In New York, Ab Ex painter Mark Rothko’s children are suing to exhume his remains from a Long Island cemetery and move them to a Jewish one in Westchester, a group of young artists staged a series of renegade exhibitions in the Museum of Modern Art’s bathrooms, and superstar Japanese artist Takashi Murakami’s work was feted at the Brooklyn Museum with a performance by rapper Kanye West. In Japan, superstar British artist Damien Hirst’s signature artwork featuring a cow pickled in formaldehyde hit a snag entering the country for a museum exhibition due to restrictions on British beef. In Munich, German artist Hans Haacke was awarded damages from the city for a controversial artwork that was removed from an exhibition in 1991 and subsequently lost. In Liverpool a topiary sculpture of former Beatle Ringo Starr was beheaded.

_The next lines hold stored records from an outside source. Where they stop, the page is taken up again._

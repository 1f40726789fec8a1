//! Transfer planning.
//!
//! Pure geometry: given a tile's footprint, the frame bounds and optionally
//! the area already resident in a previous tile, decide which rectangles to
//! fetch from the frame, which to copy tile-to-tile, and which halo edges
//! must be synthesized afterwards.
//!
//! # Reuse Layout
//!
//! ```text
//!         prev.x
//!      ┌─────────┐
//!      │  fresh  │               rows before the previous tile
//!  ────┼─────────┼──────
//!      │ fresh │ reuse │ fresh   rows shared with the previous tile
//!  ────┼─────────┼──────
//!      │  fresh  │               rows after the previous tile
//!      └─────────┘
//! ```
//!
//! Rows are split first; only the shared row band is split on columns, so a
//! plan never has more than five segments.

use crate::geometry::{Rect, partition};
use crate::tile::PadExtents;
use smallvec::SmallVec;

/// Outcome of clamping a footprint to the frame bounds.
#[derive(Debug, Clone, Copy, PartialEq, Eq)]
pub struct Clamp {
    /// Part of the footprint that can be read, or `None` when the footprint
    /// lies wholly outside the bounds.
    pub region: Option<Rect>,
    /// Halo rows and columns left for padding.
    pub pad: PadExtents,
}

/// Clamp `footprint` to `bounds`.
///
/// Sides that stick out are recorded in [`Clamp::pad`]. A footprint with no
/// readable part pads every side over its full size.
pub fn clamp(footprint: Rect, bounds: Rect) -> Clamp {
    let region = footprint.intersect(bounds);
    if region.is_empty() {
        let (w, h) = (footprint.width(), footprint.height());
        return Clamp {
            region: None,
            pad: PadExtents {
                left: w,
                top: h,
                right: w,
                bottom: h,
            },
        };
    }
    Clamp {
        region: Some(region),
        pad: PadExtents {
            left: footprint.x.overhang_before(bounds.x),
            top: footprint.y.overhang_before(bounds.y),
            right: footprint.x.overhang_after(bounds.x),
            bottom: footprint.y.overhang_after(bounds.y),
        },
    }
}

/// Where a segment's data comes from.
#[derive(Debug, Clone, Copy, PartialEq, Eq)]
pub enum Source {
    /// Fetched from the frame buffer.
    Frame,
    /// Copied from the previous tile's buffer.
    Previous,
}

/// One rectangle of a transfer plan, in frame coordinates.
#[derive(Debug, Clone, Copy, PartialEq, Eq)]
pub struct Segment {
    /// Data source.
    pub source: Source,
    /// Elements covered.
    pub area: Rect,
}

/// Split `region` into frame fetches and reuse copies.
///
/// `resident` is the area the previous tile already holds. Without it, or
/// when it does not intersect `region`, the plan is a single frame fetch.
/// Segments are disjoint, non-empty, and cover `region` exactly, in row
/// order.
pub fn plan_fetch(region: Rect, resident: Option<Rect>) -> SmallVec<[Segment; 5]> {
    let mut plan = SmallVec::new();
    let resident = match resident {
        Some(r) if r.overlaps(region) => r,
        _ => {
            plan.push(Segment {
                source: Source::Frame,
                area: region,
            });
            return plan;
        }
    };

    for rows in partition(region.y, resident.y) {
        if !rows.shared {
            plan.push(Segment {
                source: Source::Frame,
                area: Rect::new(region.x, rows.span),
            });
            continue;
        }
        for cols in partition(region.x, resident.x) {
            plan.push(Segment {
                source: if cols.shared {
                    Source::Previous
                } else {
                    Source::Frame
                },
                area: Rect::new(cols.span, rows.span),
            });
        }
    }
    plan
}

/// Part of a tile's core written back to the frame, or `None` if the core
/// lies outside the frame.
pub fn plan_store(core: Rect, frame: Rect) -> Option<Rect> {
    let area = core.intersect(frame);
    (!area.is_empty()).then_some(area)
}

#[cfg(test)]
mod tests {
    use super::*;
    use crate::geometry::Span;

    fn areas(plan: &[Segment]) -> Vec<(Source, i32, i32, i32, i32)> {
        plan.iter()
            .map(|s| (s.source, s.area.x.start, s.area.x.end, s.area.y.start, s.area.y.end))
            .collect()
    }

    #[test]
    fn test_clamp_left_overhang() {
        let frame = Rect::from_origin(0, 0, 100, 100);
        let c = clamp(Rect::from_origin(-5, 0, 10, 10), frame);
        assert_eq!(c.region, Some(Rect::from_origin(0, 0, 5, 10)));
        assert_eq!(
            c.pad,
            PadExtents {
                left: 5,
                top: 0,
                right: 0,
                bottom: 0
            }
        );
    }

    #[test]
    fn test_clamp_corner_and_outside() {
        let frame = Rect::from_origin(0, 0, 20, 20);
        let c = clamp(Rect::from_origin(16, -2, 8, 8), frame);
        assert_eq!(c.region, Some(Rect::new(Span::new(16, 19), Span::new(0, 5))));
        assert_eq!((c.pad.top, c.pad.right, c.pad.left, c.pad.bottom), (2, 4, 0, 0));

        let c = clamp(Rect::from_origin(40, 40, 4, 3), frame);
        assert_eq!(c.region, None);
        assert_eq!(
            c.pad,
            PadExtents {
                left: 4,
                top: 3,
                right: 4,
                bottom: 3
            }
        );
    }

    #[test]
    fn test_plan_without_overlap() {
        let region = Rect::from_origin(0, 0, 16, 16);
        assert_eq!(areas(&plan_fetch(region, None)), vec![(Source::Frame, 0, 15, 0, 15)]);
        let far = Rect::from_origin(32, 0, 16, 16);
        assert_eq!(plan_fetch(region, Some(far)).len(), 1);
    }

    #[test]
    fn test_plan_horizontal_step() {
        let prev = Rect::from_origin(0, 0, 16, 16);
        let next = Rect::from_origin(8, 0, 16, 16);
        assert_eq!(
            areas(&plan_fetch(next, Some(prev))),
            vec![(Source::Previous, 8, 15, 0, 15), (Source::Frame, 16, 23, 0, 15)]
        );
    }

    #[test]
    fn test_plan_diagonal_step() {
        let prev = Rect::from_origin(0, 0, 16, 16);
        let next = Rect::from_origin(8, 8, 16, 16);
        assert_eq!(
            areas(&plan_fetch(next, Some(prev))),
            vec![
                (Source::Previous, 8, 15, 8, 15),
                (Source::Frame, 16, 23, 8, 15),
                (Source::Frame, 8, 23, 16, 23),
            ]
        );
    }

    #[test]
    fn test_plan_enclosing_has_five_segments() {
        let prev = Rect::from_origin(4, 4, 4, 4);
        let next = Rect::from_origin(0, 0, 12, 12);
        let plan = plan_fetch(next, Some(prev));
        assert_eq!(plan.len(), 5);
        let covered: u32 = plan.iter().map(|s| s.area.width() * s.area.height()).sum();
        assert_eq!(covered, 144);
        assert_eq!(plan.iter().filter(|s| s.source == Source::Previous).count(), 1);
    }

    #[test]
    fn test_plan_store_clips() {
        let frame = Rect::from_origin(0, 0, 100, 100);
        assert_eq!(
            plan_store(Rect::from_origin(95, -3, 10, 10), frame),
            Some(Rect::new(Span::new(95, 99), Span::new(0, 6)))
        );
        assert_eq!(plan_store(Rect::from_origin(100, 0, 4, 4), frame), None);
    }
}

American collectors Dorothy and Herbert Vogel announced that they will give museums in 50 U.S. states 50 works apiece. British artist David Hockney gave the largest painting he has ever made, a landscape, to London's Tate Britain and, at its unveiling, urged more artists to give works to the museum. "More artists should donate. They should think about it. You can’t quite trust collectors who say they’ll give to the Tate and often don’t," he said, then added that prices for contemporary art have “gone a bit mad." British megacollector Charles Saatchi will again showcase the keen eye for young British artists that made his name in the early ’90s with a show of the newest crop of YBAs at his new Saatchi Gallery next summer. But his inaugural exhibition for his new gallery this summer will be “The Revolution Continues: New Art from China.” Contemporary Chinese art continued to fetch astronomical prices at Sotheby’s Hong Kong, where a sale brought in nearly $18 million against an estimate of about $12 million. (Traditional Chinese art also sold well.)

And the Guggenheim-Hermitage museum in Las Vegas will close, though the two partner museums will have exhibition space in a new Zaha Hadid-designed museum in Vilnius, Lithuania, it was announced this week. Of the Las Vegas venture, the Vegas Sun reported that "the final hint came in February when Thomas Krens, director of the Solomon R. Guggenheim Foundation and the man responsible for expanding the Guggenheim, including to Las Vegas, stepped down." One wonders how well this bodes for Krens's other ongoing project, the planned Guggenheim museum in Abu Dhabi.